* TASK TO CARRY OUT
Show all lines of the listing that contain the word "available".
□ □ □ □
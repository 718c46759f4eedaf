use chrono::NaiveDate;
use rust_decimal::Decimal;
use thiserror::Error;

use crate::lot::LotId;

/// Failures of a gains computation. Every variant aborts the whole batch.
#[derive(Debug, Clone, PartialEq, Eq, Error)]
pub enum TaxError {
    #[error("unknown cost basis method: {0} (expected ACB, FIFO, LIFO or HIFO)")]
    InvalidMethod(String),
    #[error("insufficient units on {date}: requested={requested}, available={available}")]
    InsufficientInventory {
        date: NaiveDate,
        requested: Decimal,
        available: Decimal,
    },
    #[error("units drawn on {date} do not match sale: requested={requested}, drawn={drawn}")]
    UnitsMismatch {
        date: NaiveDate,
        requested: Decimal,
        drawn: Decimal,
    },
    #[error("cannot consume {requested} units from lot {lot}: only {remaining} remaining")]
    InvariantViolation {
        lot: LotId,
        requested: Decimal,
        remaining: Decimal,
    },
    #[error("invalid sale on {date}: units={units}, price={price}")]
    InvalidSale {
        date: NaiveDate,
        units: Decimal,
        price: Decimal,
    },
    #[error("sale on {date} is earlier than previous sale on {previous}")]
    OutOfOrderSale {
        previous: NaiveDate,
        date: NaiveDate,
    },
    #[error("amounts on {date} exceed the representable decimal range")]
    Overflow { date: NaiveDate },
    #[error("tax rate must be between 0 and 1, got {0}")]
    InvalidTaxRate(Decimal),
}

/// Failures while reading a transaction ledger. Line numbers are 1-based and
/// count the header.
#[derive(Debug, Error)]
pub enum LoadError {
    #[error("failed to read ledger: {0}")]
    Io(#[from] std::io::Error),
    #[error("malformed ledger csv: {0}")]
    Csv(#[from] csv::Error),
    #[error("line {line}: invalid decimal {value:?} in {field}")]
    InvalidDecimal {
        line: u64,
        field: &'static str,
        value: String,
    },
    #[error("line {line}: unsupported date format {value:?}")]
    InvalidDate { line: u64, value: String },
    #[error("line {line}: unknown transaction type {value:?}")]
    UnknownType { line: u64, value: String },
    #[error("line {line}: transaction type {value:?} is not supported for a single-asset ledger")]
    UnsupportedType { line: u64, value: String },
    #[error("line {line}: units must be positive, got {units}")]
    NonPositiveUnits { line: u64, units: Decimal },
    #[error("line {line}: unit price must not be negative, got {price}")]
    NegativePrice { line: u64, price: Decimal },
}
□ □ □ □
* TASK OUTPUT
    #[error("insufficient units on {date}: requested={requested}, available={available}")]
        available: Decimal,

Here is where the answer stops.